Опомнившись, Ольга Петровна присела и еле слышно выдавила: "Спасибо". На конечной она хотела, как объяснял Василий, свернуть вправо на улицу Кирова, но заметив на противоположной стороне трамвайного круга красивые чугунные ворота, с тянущимся от них в обе стороны деревянным забором, остановилась. Сквозь ажурное литьё проглядывали засвеченные солнцем контуры деревьев и фасад трёхэтажного дома с колоннами, у крыльца которого стоял бежевый фургон с крестом и ёжился на ветру человек в белом халате с наброшенной поверху телогрейкой. Ворота были на замке, белой краской на заборе было выведено ВХОД, стрелка указывала куда-то вдоль протоптанной среди сугробов тропинки, по которой семенили с авоськами сошедшие с трамвая пассажиры.
Это была больница, в которой Ольга Петровна когда-то работала! Душа её рванулась навстречу, но сделав по направлению к воротам несколько шагов, она повернула обратно. Прежде чем идти в больницу нужно очистить от грязи купленное на кустанайской толкучке пальто, высушить боты, доставшиеся в наследство от соседки, двух месяцев не дожившей до указа о реабилитации. Там, откуда она возвращалась, эти вещи казались вполне приличными, но, представив себе брезгливость на лице начальницы отдела кадров, Ольга Петровна решила не рисковать. Радость от того, что два самых дорогих ей на свете здания сохранились и словно ждали её возвращения, согрела душу. Впервые мечта о встрече с кем-то из бывших сослуживцев показалась не такой уж неосуществимой. Кроме того добрым знаком было то, что улица, где ей возможно предстояло жить, находилась вблизи от больницы, где в самых смелых мечтах она ещё надеялась поработать.
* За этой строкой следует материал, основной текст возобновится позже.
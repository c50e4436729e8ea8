use std::fmt;
use std::sync::atomic::{AtomicBool, Ordering};
use std::sync::Arc;

use async_trait::async_trait;
use bytes::{Bytes, BytesMut};
use futures_util::stream::{self, BoxStream, Stream, StreamExt};
use http_body_util::{combinators::UnsyncBoxBody, BodyExt, Empty, Full, StreamBody};
use hyper::body::{Body, Frame};
use tokio::io::{AsyncRead, AsyncReadExt, AsyncWrite, AsyncWriteExt};
use tokio::sync::mpsc;

use crate::error::BoxError;
use crate::stream::chain::{Sink, Source};

/// Body type handed to hyper on both legs.
pub type ProxyBody = UnsyncBoxBody<Bytes, BoxError>;

const READ_CHUNK_SIZE: usize = 16 * 1024;
const BODY_CHANNEL_CAPACITY: usize = 16;

pub fn empty_body() -> ProxyBody {
    Empty::<Bytes>::new()
        .map_err(|never| match never {})
        .boxed_unsync()
}

pub fn full_body<B: Into<Bytes>>(bytes: B) -> ProxyBody {
    Full::new(bytes.into())
        .map_err(|never| match never {})
        .boxed_unsync()
}

/// Reads data frames out of a hyper body. Trailers are dropped.
pub struct BodySource<B> {
    body: Option<B>,
    label: &'static str,
}

impl<B> BodySource<B> {
    pub fn new(body: B, label: &'static str) -> Self {
        Self {
            body: Some(body),
            label,
        }
    }
}

#[async_trait]
impl<B> Source for BodySource<B>
where
    B: Body<Data = Bytes> + Send + Unpin + 'static,
    B::Error: Into<BoxError>,
{
    fn name(&self) -> &'static str {
        self.label
    }

    async fn next_chunk(&mut self) -> Option<Result<Bytes, BoxError>> {
        loop {
            let frame = match self.body.as_mut() {
                Some(body) => body.frame().await,
                None => return None,
            };

            match frame {
                None => {
                    self.body = None;
                    return None;
                }
                Some(Err(err)) => return Some(Err(err.into())),
                Some(Ok(frame)) => {
                    if let Ok(data) = frame.into_data() {
                        return Some(Ok(data));
                    }
                }
            }
        }
    }

    fn destroy(&mut self) {
        self.body = None;
    }
}

/// A replacement body supplied by a hook: static bytes, text, or any byte stream.
pub struct ByteSource {
    stream: Option<BoxStream<'static, Result<Bytes, BoxError>>>,
}

impl ByteSource {
    pub fn from_bytes<B: Into<Bytes>>(bytes: B) -> Self {
        let bytes = bytes.into();
        Self {
            stream: Some(stream::once(async move { Ok(bytes) }).boxed()),
        }
    }

    pub fn from_stream<S, E>(source: S) -> Self
    where
        S: Stream<Item = Result<Bytes, E>> + Send + 'static,
        E: Into<BoxError>,
    {
        Self {
            stream: Some(source.map(|item| item.map_err(Into::into)).boxed()),
        }
    }

    pub fn empty() -> Self {
        Self {
            stream: Some(stream::empty().boxed()),
        }
    }
}

impl fmt::Debug for ByteSource {
    fn fmt(&self, f: &mut fmt::Formatter<'_>) -> fmt::Result {
        f.debug_struct("ByteSource")
            .field("exhausted", &self.stream.is_none())
            .finish()
    }
}

impl From<&'static str> for ByteSource {
    fn from(s: &'static str) -> Self {
        ByteSource::from_bytes(s)
    }
}

impl From<String> for ByteSource {
    fn from(s: String) -> Self {
        ByteSource::from_bytes(s)
    }
}

impl From<Vec<u8>> for ByteSource {
    fn from(v: Vec<u8>) -> Self {
        ByteSource::from_bytes(v)
    }
}

impl From<Bytes> for ByteSource {
    fn from(b: Bytes) -> Self {
        ByteSource::from_bytes(b)
    }
}

#[async_trait]
impl Source for ByteSource {
    fn name(&self) -> &'static str {
        "replacement"
    }

    async fn next_chunk(&mut self) -> Option<Result<Bytes, BoxError>> {
        self.stream.as_mut()?.next().await
    }

    fn destroy(&mut self) {
        self.stream = None;
    }
}

/// Sink feeding the body of a request or response handed to hyper.
///
/// Ending without `finish` (destroyed or dropped) makes the body end with an error, so the
/// peer sees a truncated body instead of a clean end of stream. The flag is checked once the
/// channel is drained and does not depend on free capacity.
pub struct ChannelSink {
    tx: Option<mpsc::Sender<Result<Frame<Bytes>, BoxError>>>,
    label: &'static str,
    finished: Arc<AtomicBool>,
}

struct Frames {
    rx: mpsc::Receiver<Result<Frame<Bytes>, BoxError>>,
    finished: Arc<AtomicBool>,
    done: bool,
}

impl ChannelSink {
    pub fn channel(label: &'static str) -> (ChannelSink, ProxyBody) {
        let (tx, rx) = mpsc::channel(BODY_CHANNEL_CAPACITY);
        let finished = Arc::new(AtomicBool::new(false));

        let state = Frames {
            rx,
            finished: finished.clone(),
            done: false,
        };
        let frames = stream::unfold(state, |mut state| async move {
            if state.done {
                return None;
            }
            match state.rx.recv().await {
                Some(item) => Some((item, state)),
                None if state.finished.load(Ordering::Acquire) => None,
                None => {
                    state.done = true;
                    Some((Err(BoxError::from("body stream aborted")), state))
                }
            }
        });

        let sink = ChannelSink {
            tx: Some(tx),
            label,
            finished,
        };

        (sink, StreamBody::new(frames).boxed_unsync())
    }

    fn abort(&mut self) {
        self.tx = None;
    }
}

#[async_trait]
impl Sink for ChannelSink {
    fn name(&self) -> &'static str {
        self.label
    }

    async fn write(&mut self, chunk: Bytes) -> Result<(), BoxError> {
        let tx = self.tx.as_ref().ok_or("body channel already closed")?;
        tx.send(Ok(Frame::data(chunk)))
            .await
            .map_err(|_| BoxError::from("body receiver went away"))
    }

    async fn finish(&mut self) -> Result<(), BoxError> {
        self.finished.store(true, Ordering::Release);
        self.tx = None;
        Ok(())
    }

    async fn closed(&mut self) {
        match self.tx.as_ref() {
            Some(tx) => tx.closed().await,
            None => std::future::pending().await,
        }
    }

    fn destroy(&mut self) {
        self.abort();
    }
}

impl Drop for ChannelSink {
    fn drop(&mut self) {
        self.abort();
    }
}

/// Raw read half of a relayed TCP stream.
pub struct ReaderSource<R> {
    reader: Option<R>,
}

impl<R> ReaderSource<R> {
    pub fn new(reader: R) -> Self {
        Self {
            reader: Some(reader),
        }
    }
}

#[async_trait]
impl<R: AsyncRead + Send + Unpin> Source for ReaderSource<R> {
    fn name(&self) -> &'static str {
        "tcp-read"
    }

    async fn next_chunk(&mut self) -> Option<Result<Bytes, BoxError>> {
        let reader = self.reader.as_mut()?;
        let mut buf = BytesMut::with_capacity(READ_CHUNK_SIZE);

        match reader.read_buf(&mut buf).await {
            Ok(0) => None,
            Ok(_) => Some(Ok(buf.freeze())),
            Err(err) => Some(Err(err.into())),
        }
    }

    fn destroy(&mut self) {
        self.reader = None;
    }
}

/// Raw write half of a relayed TCP stream. `finish` shuts the write side down.
pub struct WriterSink<W> {
    writer: Option<W>,
}

impl<W> WriterSink<W> {
    pub fn new(writer: W) -> Self {
        Self {
            writer: Some(writer),
        }
    }
}

#[async_trait]
impl<W: AsyncWrite + Send + Unpin> Sink for WriterSink<W> {
    fn name(&self) -> &'static str {
        "tcp-write"
    }

    async fn write(&mut self, chunk: Bytes) -> Result<(), BoxError> {
        let writer = self.writer.as_mut().ok_or("writer already closed")?;
        writer.write_all(&chunk).await?;
        Ok(())
    }

    async fn finish(&mut self) -> Result<(), BoxError> {
        if let Some(writer) = self.writer.as_mut() {
            writer.shutdown().await?;
        }
        Ok(())
    }

    fn destroy(&mut self) {
        self.writer = None;
    }
}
Солнце сияло уже вовсю, миллионами блёсток отражаясь в лужах и ручейках, бегущих от подпиравших заборы сугробов. Улица Кирова с её хлипкими заборчиками и покосившимися домишками казалась уютной и приветливой. С крыш свисали капающие гирлянды сосулек, кое-где на окнах сохранились резные наличники. Впервые со дня расставания с сыном на душе у Ольги Петровны полегчало. Подойдя к дому номер семь дробь девять, она взялась за верёвку, заменявшую ручку калитки, но внезапно та сама распахнулась и из неё на Ольгу Петровну вывалился мужчина, с бессмысленным, искажённым пьяной гримасой лицом. Не заметив отшатнувшейся от него женщины, он с матюками, шатаясь, зашагал прочь, а Ольга Петровна, подавив горькое предчувствие, поднялась на крыльцо, постучала и, не дождавшись ответа, вошла в тёмные сени.
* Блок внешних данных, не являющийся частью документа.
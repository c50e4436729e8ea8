use std::sync::Arc;

use http::header::{HeaderValue, CONTENT_ENCODING, TRANSFER_ENCODING};
use http::{Response, Version};
use hyper::body::Body;
use tracing::debug;

use crate::error::{BoxError, InterceptError};
use crate::http::context::{RequestSnapshot, ResponseContext};
use crate::http::dispatch::CONNECTION_HEADERS;
use crate::http::headers::HeaderCollection;
use crate::http::hooks::{ResponseAction, ResponseHook};
use crate::http::liveness::Liveness;
use crate::stream::chain::StreamChain;
use crate::stream::codec::ContentCoding;
use crate::stream::collect::CollectTransform;
use crate::stream::io::{empty_body, BodySource, ChannelSink, ProxyBody};

fn is_http2(version: Version) -> bool {
    version == Version::HTTP_2
}

/// Final header shaping once the body plan is known.
///
/// `rewritten` bodies have no known length; HTTP/1.x clients get them chunked.
pub(crate) fn finalize_headers(
    headers: &mut HeaderCollection,
    client_version: Version,
    server_version: Version,
    rewritten: bool,
) {
    if rewritten {
        headers.remove("content-length");
    }

    if is_http2(client_version) || is_http2(server_version) {
        headers.remove("host");
        headers.remove("transfer-encoding");
    }

    if is_http2(client_version) {
        for name in CONNECTION_HEADERS {
            headers.remove(name);
        }
    } else if rewritten {
        headers.insert_value(TRANSFER_ENCODING, HeaderValue::from_static("chunked"));
    }
}

/// The decoder a Collect needs in front of it, if any. The encoding header goes away with it.
fn take_decoder(headers: &mut HeaderCollection) -> Result<Option<ContentCoding>, InterceptError> {
    let coding = match headers.get(CONTENT_ENCODING.as_str()) {
        Some(token) => ContentCoding::parse(token)?,
        None => None,
    };
    headers.remove(CONTENT_ENCODING.as_str());
    Ok(coding)
}

/// Runs the response hook over an outbound response and assembles what the client receives.
pub(crate) async fn intercept<B>(
    response: Response<B>,
    snapshot: Arc<RequestSnapshot>,
    hook: Option<Arc<dyn ResponseHook>>,
    liveness: &Liveness,
    http_log: bool,
) -> Result<Response<ProxyBody>, InterceptError>
where
    B: Body<Data = bytes::Bytes> + Send + Unpin + 'static,
    B::Error: Into<BoxError>,
{
    if liveness.is_closed() {
        return Err(InterceptError::InboundClosed);
    }

    let client_version = snapshot.client_version;
    let (parts, body) = response.into_parts();
    let upstream_empty = body.is_end_stream();

    let mut ctx = ResponseContext::new(
        parts.status,
        HeaderCollection::from_header_map(&parts.headers),
        snapshot,
        parts.version,
    );
    let mut stages = StreamChain::builder(BodySource::new(body, "outbound-response"));
    let mut rewritten = false;

    if let Some(hook) = hook {
        let action = match hook.on_response(&mut ctx).await {
            Ok(action) => action,
            Err(err) => {
                stages.destroy();
                return Err(InterceptError::HookFailed(err));
            }
        };

        // The client may have gone away while the hook ran.
        if liveness.is_closed() {
            stages.destroy();
            return Err(InterceptError::InboundClosed);
        }

        match action {
            ResponseAction::Pass => {}
            ResponseAction::Collect(handler) => {
                let coding = match take_decoder(&mut ctx.headers) {
                    Ok(coding) => coding,
                    Err(err) => {
                        stages.destroy();
                        return Err(err);
                    }
                };
                if let Some(coding) = coding {
                    stages.push(coding.decoder());
                }
                stages.push(CollectTransform::new(handler));
                rewritten = true;
            }
            ResponseAction::Replace(source) => {
                stages.replace_source(Box::new(source));
                ctx.headers.remove(CONTENT_ENCODING.as_str());
                rewritten = true;
            }
        }
    }

    let server_version = ctx.server_version();
    finalize_headers(&mut ctx.headers, client_version, server_version, rewritten);

    if http_log {
        debug!(
            target: "http",
            "{} {} <- {:?}",
            ctx.status,
            ctx.request().url.as_deref().unwrap_or("-"),
            server_version
        );
    }

    let body = if upstream_empty && !rewritten {
        stages.destroy();
        empty_body()
    } else {
        let (sink, body) = ChannelSink::channel("inbound-response");
        let chain = stages.sink(sink);
        tokio::spawn(async move {
            if let Err(err) = chain.run().await {
                debug!(target: "http", "response body chain failed: {err}");
            }
        });
        body
    };

    let mut inbound = Response::new(body);
    *inbound.status_mut() = ctx.status;
    *inbound.headers_mut() = ctx.headers.to_header_map();
    Ok(inbound)
}

#[cfg(test)]
mod tests {
    use super::*;
    use std::sync::atomic::{AtomicBool, Ordering};

    use futures_util::FutureExt;
    use http::{Method, StatusCode};
    use http_body_util::BodyExt;

    use crate::http::context::{RequestContext, Scheme};
    use crate::http::hooks::response_hook;
    use crate::stream::io::full_body;

    fn snapshot() -> Arc<RequestSnapshot> {
        Arc::new(RequestContext::new(Method::GET, Scheme::Http, "/").snapshot())
    }

    fn upstream(body: &'static str) -> Response<ProxyBody> {
        Response::builder()
            .status(StatusCode::OK)
            .header("content-length", body.len())
            .body(full_body(body))
            .unwrap()
    }

    fn upstream_headers() -> HeaderCollection {
        let mut headers = HeaderCollection::new();
        headers.insert("content-type", "text/html").unwrap();
        headers.insert("content-length", "120").unwrap();
        headers.insert("content-encoding", "gzip").unwrap();
        headers.insert("connection", "keep-alive").unwrap();
        headers
    }

    #[test]
    fn test_collect_headers_for_http1_client() {
        let mut headers = upstream_headers();
        assert_eq!(take_decoder(&mut headers).unwrap(), Some(ContentCoding::Gzip));
        finalize_headers(&mut headers, Version::HTTP_11, Version::HTTP_11, true);

        assert!(!headers.contains("content-length"));
        assert!(!headers.contains("content-encoding"));
        assert_eq!(headers.get("transfer-encoding"), Some("chunked"));
        assert_eq!(headers.get("connection"), Some("keep-alive"));
    }

    #[test]
    fn test_http2_client_gets_no_connection_headers() {
        let mut headers = upstream_headers();
        headers.insert("transfer-encoding", "chunked").unwrap();
        finalize_headers(&mut headers, Version::HTTP_2, Version::HTTP_11, true);

        assert!(!headers.contains("transfer-encoding"));
        assert!(!headers.contains("connection"));
        assert!(!headers.contains("content-length"));
        assert_eq!(headers.get("content-encoding"), Some("gzip"));
    }

    #[test]
    fn test_http2_origin_to_http1_client_pass() {
        let mut headers = upstream_headers();
        headers.insert("host", "example.com").unwrap();
        finalize_headers(&mut headers, Version::HTTP_11, Version::HTTP_2, false);

        assert!(!headers.contains("host"));
        assert_eq!(headers.get("content-length"), Some("120"));
        assert!(!headers.contains("transfer-encoding"));
    }

    #[test]
    fn test_unknown_encoding_aborts_collect() {
        let mut headers = HeaderCollection::new();
        headers.insert("content-encoding", "compress").unwrap();
        assert!(matches!(
            take_decoder(&mut headers),
            Err(InterceptError::UnsupportedEncoding(_))
        ));
    }

    #[tokio::test]
    async fn test_client_gone_during_hook_aborts() {
        let liveness = Liveness::new();
        let marker = liveness.clone();
        let hook_ran = Arc::new(AtomicBool::new(false));
        let seen = hook_ran.clone();

        let hook = response_hook(move |_ctx| {
            marker.mark_closed();
            seen.store(true, Ordering::SeqCst);
            async { Ok::<_, anyhow::Error>(ResponseAction::Pass) }.boxed()
        });

        let result = intercept(upstream("origin"), snapshot(), Some(hook), &liveness, false).await;
        assert!(hook_ran.load(Ordering::SeqCst));
        assert!(matches!(result, Err(InterceptError::InboundClosed)));
    }

    #[tokio::test]
    async fn test_replace_drops_length_and_chunks() {
        let liveness = Liveness::new();
        let hook = response_hook(|_ctx| async { Ok::<_, anyhow::Error>(ResponseAction::replace("replaced")) }.boxed());

        let response = intercept(upstream("origin"), snapshot(), Some(hook), &liveness, false)
            .await
            .unwrap();
        assert!(!response.headers().contains_key("content-length"));
        assert_eq!(response.headers()["transfer-encoding"], "chunked");

        let body = response.into_body().collect().await.unwrap().to_bytes();
        assert_eq!(body, bytes::Bytes::from_static(b"replaced"));
    }
}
Грохнуло опрокинутое пустое ведро. Потыкавшись вслепую, она нащупала ручку и потянула дверь на себя: из сумрачного нутра на неё дохнуло нищим безрадостным бытом. Скупо светились завешанные газетами окошки, смрадом несло от помойного ведра, на столе хозяйничали тараканы, в окружении грязных стаканов и селёдочных голов мутнела пустая бутыль из-под самогона. Ольга Петровна позвала. На звук её голоса из-за отгородившей кусок горницы занавески раздался стон - на узкой сетчатой кровати лежала мертвецки пьяная, когда-то, видимо, миловидная женщина. Светлые волосы её сбились в колтун, под глазом багровел кровоподтёк, тело было обнажено, на полу валялись костыли и обрубок протеза. Прикрыв женщину одеялом, Ольга Петровна вновь позвала: "Полина, Поля", но, не открывая глаз, та лишь опять простонала.
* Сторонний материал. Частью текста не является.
use std::fmt;

use thiserror::Error;

use crate::stream::chain::ChainError;

pub type BoxError = Box<dyn std::error::Error + Send + Sync + 'static>;

#[derive(Debug, Clone, Copy, PartialEq, Eq)]
pub enum ListenerKind {
    Http,
    Https,
}

impl fmt::Display for ListenerKind {
    fn fmt(&self, f: &mut fmt::Formatter<'_>) -> fmt::Result {
        match self {
            ListenerKind::Http => f.write_str("http"),
            ListenerKind::Https => f.write_str("https"),
        }
    }
}

/// Everything that can abort a single relayed request, response, message or datagram.
///
/// None of these are fatal to the service: the implicated relay or chain is torn down and
/// the error is logged.
#[derive(Debug, Error)]
pub enum InterceptError {
    #[error("{0} server not ready")]
    ListenerNotReady(ListenerKind),
    #[error("bad header: {0}")]
    BadHeader(String),
    #[error("request canceled by hook")]
    HookBlocked,
    #[error("hook failed: {0:#}")]
    HookFailed(anyhow::Error),
    #[error("host is required")]
    MissingHost,
    #[error("invalid request target `{0}`")]
    InvalidTarget(String),
    #[error("inbound connection already closed")]
    InboundClosed,
    #[error("transport error: {0}")]
    Transport(#[source] BoxError),
    #[error("unsupported content-encoding `{0}`")]
    UnsupportedEncoding(String),
    #[error(transparent)]
    Chain(#[from] ChainError),
    #[error("invalid dispatch options: {0}")]
    InvalidOptions(#[from] serde_json::Error),
}

impl From<std::io::Error> for InterceptError {
    fn from(err: std::io::Error) -> Self {
        InterceptError::Transport(err.into())
    }
}

impl From<hyper::Error> for InterceptError {
    fn from(err: hyper::Error) -> Self {
        InterceptError::Transport(err.into())
    }
}

impl From<tokio_tungstenite::tungstenite::Error> for InterceptError {
    fn from(err: tokio_tungstenite::tungstenite::Error) -> Self {
        InterceptError::Transport(err.into())
    }
}

impl From<tokio::time::error::Elapsed> for InterceptError {
    fn from(err: tokio::time::error::Elapsed) -> Self {
        InterceptError::Transport(err.into())
    }
}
Снаружи по-прежнему искрился апрель, воздух звенел капелью и радостным птичьим щебетом, но придавленная скорбью и усталостью женщина еле-еле брела по улице, по которой, окрылённая надеждой, несколько минут назад почти бежала. Прошла, казалось целая вечность, прежде чем Ольга Петровна дошла до больничной проходной и в неразберихе новых корпусов разыскала здание в котором когда-то работала. Однако не успела она войти в вестибюль, как на нее набросилась вахтерша.
- Куды с грязными ногами? Тыщу раз объяснять - с передачами в лечебные, а здеся канцелярия. Ишь наследила! Подтирай после вас…
Ольга Петровна попыталась объяснить:
- Да я не к больному, мне бы узнать кое-что…
- А чо разузнавать - я не справочная, а наверх не пущу, не велено. Много вас тут шляется, проходной двор устроили.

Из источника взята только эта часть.